**TO DO:** Among the entries below, find every line that has "dropdown" and pull it out.

**EXTRACTED INFORMATION:**
····················

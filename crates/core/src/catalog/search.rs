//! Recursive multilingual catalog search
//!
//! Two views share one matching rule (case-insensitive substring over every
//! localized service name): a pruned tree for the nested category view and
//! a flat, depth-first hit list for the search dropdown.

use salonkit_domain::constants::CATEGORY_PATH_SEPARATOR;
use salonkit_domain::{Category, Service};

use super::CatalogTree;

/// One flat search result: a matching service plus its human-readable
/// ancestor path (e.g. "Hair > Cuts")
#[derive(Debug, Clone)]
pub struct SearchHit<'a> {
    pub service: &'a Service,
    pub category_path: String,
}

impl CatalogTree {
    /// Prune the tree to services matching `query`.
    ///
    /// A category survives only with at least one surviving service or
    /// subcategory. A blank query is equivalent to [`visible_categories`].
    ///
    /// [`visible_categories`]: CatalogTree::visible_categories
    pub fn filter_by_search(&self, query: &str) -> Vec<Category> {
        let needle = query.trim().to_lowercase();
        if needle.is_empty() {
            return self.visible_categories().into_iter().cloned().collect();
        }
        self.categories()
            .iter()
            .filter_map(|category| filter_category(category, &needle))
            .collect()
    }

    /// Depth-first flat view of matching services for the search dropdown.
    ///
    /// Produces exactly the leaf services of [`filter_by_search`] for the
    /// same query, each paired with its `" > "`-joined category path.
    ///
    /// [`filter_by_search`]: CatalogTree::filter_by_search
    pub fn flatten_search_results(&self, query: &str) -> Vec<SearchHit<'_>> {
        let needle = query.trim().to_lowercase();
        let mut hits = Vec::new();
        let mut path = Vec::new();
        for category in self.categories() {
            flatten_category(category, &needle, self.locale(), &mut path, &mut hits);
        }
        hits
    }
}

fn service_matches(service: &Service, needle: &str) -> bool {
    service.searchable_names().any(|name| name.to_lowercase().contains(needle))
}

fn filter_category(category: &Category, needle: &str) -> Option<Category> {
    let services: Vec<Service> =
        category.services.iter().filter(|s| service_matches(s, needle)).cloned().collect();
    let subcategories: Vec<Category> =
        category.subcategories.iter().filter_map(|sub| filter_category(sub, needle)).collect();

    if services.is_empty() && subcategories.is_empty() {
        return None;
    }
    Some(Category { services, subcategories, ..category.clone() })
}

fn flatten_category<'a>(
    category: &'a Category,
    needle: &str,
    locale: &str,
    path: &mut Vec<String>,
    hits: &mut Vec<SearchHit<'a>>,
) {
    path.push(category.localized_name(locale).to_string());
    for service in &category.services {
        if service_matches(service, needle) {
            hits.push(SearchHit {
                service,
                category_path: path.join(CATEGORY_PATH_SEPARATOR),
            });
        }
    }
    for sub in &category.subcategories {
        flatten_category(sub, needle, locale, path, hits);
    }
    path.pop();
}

····················

**OUTPUT FOR THIS EXERCISE:**
//! a flat, depth-first hit list for the search dropdown.
    /// Depth-first flat view of matching services for the search dropdown.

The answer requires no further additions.